Comparing and Contrasting
From the reader’s perspective, is there any substantive difference between what the Adelson-owned LVJR did to its stories on Adelson, and what the Times did to its story on Sanders? Is there a substantive difference between removing material unfavorable to the owner or suppressing stories unfavorable to his business interests, and gratuitously inserting material egregiously favorable to a newspaper’s endorsed candidate? Especially when, in each case, the paper makes no mention of the change? I don’t think so.
However, from the newsroom’s perspective, there’s a very great difference indeed. The LVJR is a small paper; John L. Smith is two or three degrees of separation at most from Adelson himself, so its very clear who’s giving direction and why. The New York Times is a very large paper; the reporter, Jennifer] Steinhauer, was able to say “Talk to the editors,” and Sullivan, the Public Editor, talked to three of them. In other words, the social relations — we might even say the realities — at the Journal-Review and the Times are very different; the Journal-Review’s are so simple and clean that “How can you live with yourself?” questions come to the fore under stress. Not so at the Times; the institutional complexities make it possible for such questions to be masked or muffled. Corruption is clear at the LVJR; but corruption scuttles away into the masthead at the Times.

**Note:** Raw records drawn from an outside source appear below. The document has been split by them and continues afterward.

//! # Roster & Schedule Domain Types
//!
//! Students, faculty, class sections, and the weekly timetable. The demo
//! deployment ships a seeded in-memory roster; there is no persistence
//! layer behind it. All wire representations are camelCase.

use chrono::{NaiveTime, Weekday};
use serde::{Deserialize, Serialize};

use crate::ids::{ClassId, FacultyId, StudentId};

/// Running attendance tally for a student.
#[derive(Debug, Clone, Copy, PartialEq, Eq, Serialize, Deserialize)]
#[serde(rename_all = "camelCase")]
pub struct AttendanceSummary {
    /// Total sessions held.
    pub total: u32,
    /// Sessions the student attended.
    pub attended: u32,
}

impl AttendanceSummary {
    /// Attendance percentage, rounded to the nearest whole percent.
    /// Zero sessions held reads as 0%.
    pub fn percentage(&self) -> u32 {
        if self.total == 0 {
            return 0;
        }
        ((self.attended as f64 / self.total as f64) * 100.0).round() as u32
    }
}

/// A registered student.
#[derive(Debug, Clone, PartialEq, Serialize, Deserialize)]
#[serde(rename_all = "camelCase")]
pub struct Student {
    /// Registrar-assigned identifier.
    pub id: StudentId,
    /// Display name.
    pub name: String,
    /// Contact email.
    pub email: String,
    /// Avatar image path.
    pub avatar: String,
    /// Running attendance tally.
    pub attendance: AttendanceSummary,
}

/// A faculty member.
#[derive(Debug, Clone, PartialEq, Serialize, Deserialize)]
#[serde(rename_all = "camelCase")]
pub struct Faculty {
    /// Registrar-assigned identifier.
    pub id: FacultyId,
    /// Display name.
    pub name: String,
    /// Contact email.
    pub email: String,
    /// Avatar image path.
    pub avatar: String,
    /// Classes this faculty member teaches.
    pub classes: Vec<ClassId>,
}

/// Weekly schedule for a class section.
#[derive(Debug, Clone, PartialEq, Eq, Serialize, Deserialize)]
#[serde(rename_all = "camelCase")]
pub struct ClassSchedule {
    /// Day of week the section meets.
    pub day: Weekday,
    /// Scheduled start, local wall-clock time.
    pub start_time: NaiveTime,
    /// Scheduled end, local wall-clock time.
    pub end_time: NaiveTime,
}

/// A class section with its enrolled students.
#[derive(Debug, Clone, PartialEq, Serialize, Deserialize)]
#[serde(rename_all = "camelCase")]
pub struct ClassSection {
    /// Registrar-assigned identifier.
    pub id: ClassId,
    /// Course name.
    pub name: String,
    /// Teaching faculty member.
    pub faculty_id: FacultyId,
    /// Enrolled student identifiers.
    pub students: Vec<StudentId>,
    /// Weekly meeting schedule.
    pub schedule: ClassSchedule,
}

/// One entry in the published weekly timetable.
#[derive(Debug, Clone, PartialEq, Eq, Serialize, Deserialize)]
#[serde(rename_all = "camelCase")]
pub struct TimetableSlot {
    /// Display time range, e.g. `09:00 - 10:00`.
    pub time: String,
    /// Course name.
    pub class_name: String,
    /// Teaching faculty display name.
    pub faculty_name: String,
    /// Room assignment.
    pub room: String,
}

/// The full roster: students, faculty, class sections, and the published
/// timetable.
#[derive(Debug, Clone, PartialEq, Serialize, Deserialize)]
#[serde(rename_all = "camelCase")]
pub struct Roster {
    /// All registered students.
    pub students: Vec<Student>,
    /// All faculty members.
    pub faculty: Vec<Faculty>,
    /// All class sections.
    pub classes: Vec<ClassSection>,
    /// Published weekly timetable, keyed by weekday.
    pub timetable: Vec<(Weekday, Vec<TimetableSlot>)>,
}

impl Roster {
    /// Look up a student by identifier.
    pub fn student(&self, id: &StudentId) -> Option<&Student> {
        self.students.iter().find(|s| &s.id == id)
    }

    /// Look up a faculty member by identifier.
    pub fn faculty_member(&self, id: &FacultyId) -> Option<&Faculty> {
        self.faculty.iter().find(|f| &f.id == id)
    }

    /// Look up a class section by identifier.
    pub fn class_section(&self, id: &ClassId) -> Option<&ClassSection> {
        self.classes.iter().find(|c| &c.id == id)
    }
}

// Seed-data constructors. The demo identifiers follow the registrar
// convention and are valid by construction, so the unwraps below cannot
// fire; they are confined to this seed path.
#[allow(clippy::unwrap_used)]
fn student(id: &str, name: &str, email: &str, avatar: &str, total: u32, attended: u32) -> Student {
    Student {
        id: StudentId::new(id).unwrap(),
        name: name.to_string(),
        email: email.to_string(),
        avatar: avatar.to_string(),
        attendance: AttendanceSummary { total, attended },
    }
}

#[allow(clippy::unwrap_used)]
fn faculty(id: &str, name: &str, email: &str, avatar: &str, classes: &[&str]) -> Faculty {
    Faculty {
        id: FacultyId::new(id).unwrap(),
        name: name.to_string(),
        email: email.to_string(),
        avatar: avatar.to_string(),
        classes: classes.iter().map(|c| ClassId::new(*c).unwrap()).collect(),
    }
}

#[allow(clippy::unwrap_used)]
fn section(
    id: &str,
    name: &str,
    faculty_id: &str,
    students: &[&str],
    day: Weekday,
    start: (u32, u32),
    end: (u32, u32),
) -> ClassSection {
    ClassSection {
        id: ClassId::new(id).unwrap(),
        name: name.to_string(),
        faculty_id: FacultyId::new(faculty_id).unwrap(),
        students: students.iter().map(|s| StudentId::new(*s).unwrap()).collect(),
        schedule: ClassSchedule {
            day,
            start_time: NaiveTime::from_hms_opt(start.0, start.1, 0).unwrap(),
            end_time: NaiveTime::from_hms_opt(end.0, end.1, 0).unwrap(),
        },
    }
}

fn slot(time: &str, class_name: &str, faculty_name: &str, room: &str) -> TimetableSlot {
    TimetableSlot {
        time: time.to_string(),
        class_name: class_name.to_string(),
        faculty_name: faculty_name.to_string(),
        room: room.to_string(),
    }
}

/// Build the seeded demo roster.
pub fn seed() -> Roster {
    Roster {
        students: vec![
            student("S001", "Alice Johnson", "alice@example.com", "/avatars/01.png", 20, 18),
            student("S002", "Bob Williams", "bob@example.com", "/avatars/02.png", 20, 15),
            student("S003", "Charlie Brown", "charlie@example.com", "/avatars/03.png", 20, 19),
            student("S004", "Diana Miller", "diana@example.com", "/avatars/04.png", 20, 20),
            student("S005", "Ethan Davis", "ethan@example.com", "/avatars/05.png", 20, 12),
        ],
        faculty: vec![
            faculty("F01", "Dr. Alan Grant", "grant@example.com", "/avatars/f01.png", &["C01", "C03"]),
            faculty("F02", "Dr. Ellie Sattler", "sattler@example.com", "/avatars/f02.png", &["C02"]),
        ],
        classes: vec![
            section(
                "C01",
                "Computer Science 101",
                "F01",
                &["S001", "S002", "S003"],
                Weekday::Mon,
                (9, 0),
                (10, 0),
            ),
            section(
                "C02",
                "Mathematics 202",
                "F02",
                &["S001", "S004", "S005"],
                Weekday::Tue,
                (11, 0),
                (12, 0),
            ),
            section(
                "C03",
                "Advanced Algorithms",
                "F01",
                &["S002", "S003", "S004", "S005"],
                Weekday::Mon,
                (14, 0),
                (15, 0),
            ),
        ],
        timetable: vec![
            (
                Weekday::Mon,
                vec![
                    slot("09:00 - 10:00", "Computer Science 101", "Dr. Alan Grant", "A-101"),
                    slot("14:00 - 15:00", "Advanced Algorithms", "Dr. Alan Grant", "A-102"),
                ],
            ),
            (
                Weekday::Tue,
                vec![slot("11:00 - 12:00", "Mathematics 202", "Dr. Ellie Sattler", "B-201")],
            ),
            (Weekday::Wed, vec![]),
            (
                Weekday::Thu,
                vec![slot("10:00 - 11:00", "Data Structures", "Dr. Alan Grant", "A-101")],
            ),
            (
                Weekday::Fri,
                vec![slot("13:00 - 14:00", "Calculus III", "Dr. Ellie Sattler", "B-201")],
            ),
        ],
    }
}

However, if we ask ourselves what the future of the average newsroom — modulo algos — is likely to be, I would imagine life will be a lot more like the LVJR than the NYT. I mean, who wants a masthead cluttered with supernumeraries? It’s going to be interesting to see what John L. Smith will do. Maybe he’ll start a blog?
 Let me add my standard disclaimer: I don’t want to come off as priggish. I don’t have dependents, and so my choices are simpler. If I had to support a family, especially in today’s new normal, I might put my head down and save ethics for the home. “Person must not do what person cannot do.” — Marge Piercy, Woman on the Edge of Time.
 Sullivan actually reads the Comments, and sometimes integrated them into her column.